- **Prompt**
From the records below, transcribe exactly the lines that begin at the line with "table can hold." and end at the line with "pub const RTOS_TICKS_PER_SECOND: u32 = 1_000;", both included.

-=-=-=-=-

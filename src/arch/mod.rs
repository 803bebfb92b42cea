//! # Architecture Abstraction Layer
//!
//! Processor-specific code. Only the Cortex-M7 port exists; the rest of the
//! crate reaches the processor through the `hal` traits.

pub mod cortex_m7;
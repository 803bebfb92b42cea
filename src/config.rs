//! # Kairos Configuration
//!
//! Compile-time constants governing table capacities, the time base and the
//! retained death-report layout. All limits are fixed at build time; no
//! dynamic allocation happens after initialization.

/// Maximum number of cyclic requests the dispatcher table can hold.
/// Registration beyond this fails with `CapacityExceeded`.
pub const MAX_CYCLIC_REQUESTS: usize = 8;

/// Number of interfaces (threads) known to the execution monitor.
/// Interface ids index the per-interface statistics tables directly.
pub const MAX_INTERFACES: usize = 8;

/// Capacity of the activation log ring buffer, in entries.
/// Zero compiles activation logging out: every log operation then reports
/// `MonitorError::Unavailable`.
pub const ACTIVATION_LOG_CAPACITY: usize = 256;

/// Maximum number of RTOS semaphores the runtime may create.
pub const MAX_SEMAPHORES: usize = 8;

/// Number of hardware counter ticks between two reload interrupts.
pub const TICKS_PER_RELOAD: u32 = 65_535;

/// Divider between the peripheral clock and the free-running counter.
pub const CLOCK_PRESCALER: u32 = 8;

/// RTOS timer-service tick rate (1 ms per tick).
pub const RTOS_TICKS_PER_SECOND: u32 = 1_000;

/// Size of the data area of the empty request sent by cyclic dispatch.
pub const EMPTY_REQUEST_DATA_SIZE: usize = 8;

/// Byte offset of the death report inside the retained boot-report area.
pub const DEATH_REPORT_OFFSET: usize = 352;

/// Capacity of the death-report stack trace, in 32-bit words.
pub const STACK_TRACE_WORDS: usize = 128;

/// Pattern written over every task stack at creation time. The stack
/// high-water scan looks for the first word that no longer matches it.
pub const STACK_PAINT_PATTERN: u32 = 0xA5A5_A5A5;

/// Nanoseconds per second.
pub const NANOS_PER_SECOND: u64 = 1_000_000_000;

// ---------------------------------------------------------------------------
// Memory map (SAMV71, must agree with memory.x)
// ---------------------------------------------------------------------------

/// First address of on-chip SRAM.
pub const RAM_START: usize = 0x2040_0000;

/// One past the last address usable by the program. The retained
/// boot-report area starts here and is never touched by startup code.
pub const RAM_END: usize = BOOT_REPORT_BASE;

/// Start of the retained boot-report area.
pub const BOOT_REPORT_BASE: usize = 0x2045_F968;

/// Size of the retained boot-report area, in bytes.
pub const BOOT_REPORT_SIZE: usize = 0x698;

/// Watchdog control register (WDT_CR).
pub const WATCHDOG_CONTROL_ADDRESS: usize = 0x400E_1850;

/// WDT_CR write that restarts the watchdog countdown (KEY = 0xA5, WDRSTT).
pub const WATCHDOG_RESTART_KEY: u32 = 0xA500_0001;
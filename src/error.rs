//! # Error Types
//!
//! One enum per concern. Every variant is `Copy` so errors can be returned
//! from interrupt-adjacent code without allocation.
//!
//! A hardware fault is absent from this list: it never returns
//! to a caller. Its only observable outcome is the death report read back
//! after the forced reset (see [`ReportError`]).

use thiserror::Error;

use crate::cyclic::RequestId;

/// Failure reported by an external collaborator (RTOS service or board port).
#[derive(Debug, Clone, Copy, PartialEq, Eq, Error)]
pub enum HalError {
    /// The RTOS refused the call; carries its raw status code.
    #[error("rtos call failed with status {0}")]
    Rtos(u32),
    /// The RTOS object pool behind the call is exhausted.
    #[error("rtos object pool exhausted")]
    CapacityExceeded,
}

/// Errors from [`CyclicDispatcher`](crate::cyclic::CyclicDispatcher).
#[derive(Debug, Clone, Copy, PartialEq, Eq, Error)]
pub enum DispatchError {
    /// The fixed request table is full.
    #[error("cyclic request table is full")]
    CapacityExceeded,
    /// The requested payload does not fit the fixed empty request.
    #[error("payload of {requested} bytes exceeds the {capacity}-byte request")]
    PayloadTooLarge { requested: usize, capacity: usize },
    /// A period of zero ticks cannot be scheduled.
    #[error("cyclic period rounds to zero timer ticks")]
    ZeroPeriod,
    /// The timer service could not create or arm the request's timer.
    #[error("timer service failure: {0}")]
    Timer(HalError),
    /// No request with this id was registered.
    #[error("unknown cyclic request {0:?}")]
    UnknownRequest(RequestId),
}

/// Errors from the [`ExecutionMonitor`](crate::monitor::ExecutionMonitor)
/// query interface.
#[derive(Debug, Clone, Copy, PartialEq, Eq, Error)]
pub enum MonitorError {
    /// The feature behind the query is compiled out or disabled.
    #[error("monitoring facility unavailable")]
    Unavailable,
    /// The interface (or its thread) is unknown.
    #[error("interface not found")]
    NotFound,
}

/// Errors raised while inspecting a death report after reboot.
#[derive(Debug, Clone, Copy, PartialEq, Eq, Error)]
pub enum ReportError {
    /// The stored checksum does not match the report contents.
    #[error("death report checksum mismatch (stored {stored:#06x}, computed {computed:#06x})")]
    ChecksumMismatch { stored: u16, computed: u16 },
}

/// Errors from [`SemaphorePool`](crate::sync::SemaphorePool).
#[derive(Debug, Clone, Copy, PartialEq, Eq, Error)]
pub enum SemaphoreError {
    /// The pool already holds its maximum number of semaphores.
    #[error("semaphore pool is full")]
    CapacityExceeded,
    /// The id was not handed out by this pool.
    #[error("semaphore not owned by this pool")]
    UnknownSemaphore,
    /// The RTOS refused the operation.
    #[error("semaphore operation failed: {0}")]
    Hal(HalError),
}

impl From<HalError> for SemaphoreError {
    fn from(err: HalError) -> Self {
        SemaphoreError::Hal(err)
    }
}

-=-=-=-=-

- **Answer below**
/// Maximum number of cyclic requests the dispatcher table can hold.
/// Registration beyond this fails with `CapacityExceeded`.
pub const MAX_CYCLIC_REQUESTS: usize = 8;

/// Number of interfaces (threads) known to the execution monitor.
/// Interface ids index the per-interface statistics tables directly.
pub const MAX_INTERFACES: usize = 8;

/// Capacity of the activation log ring buffer, in entries.
/// Zero compiles activation logging out: every log operation then reports
/// `MonitorError::Unavailable`.
pub const ACTIVATION_LOG_CAPACITY: usize = 256;

/// Maximum number of RTOS semaphores the runtime may create.
pub const MAX_SEMAPHORES: usize = 8;

/// Number of hardware counter ticks between two reload interrupts.
pub const TICKS_PER_RELOAD: u32 = 65_535;

/// Divider between the peripheral clock and the free-running counter.
pub const CLOCK_PRESCALER: u32 = 8;

/// RTOS timer-service tick rate (1 ms per tick).
pub const RTOS_TICKS_PER_SECOND: u32 = 1_000;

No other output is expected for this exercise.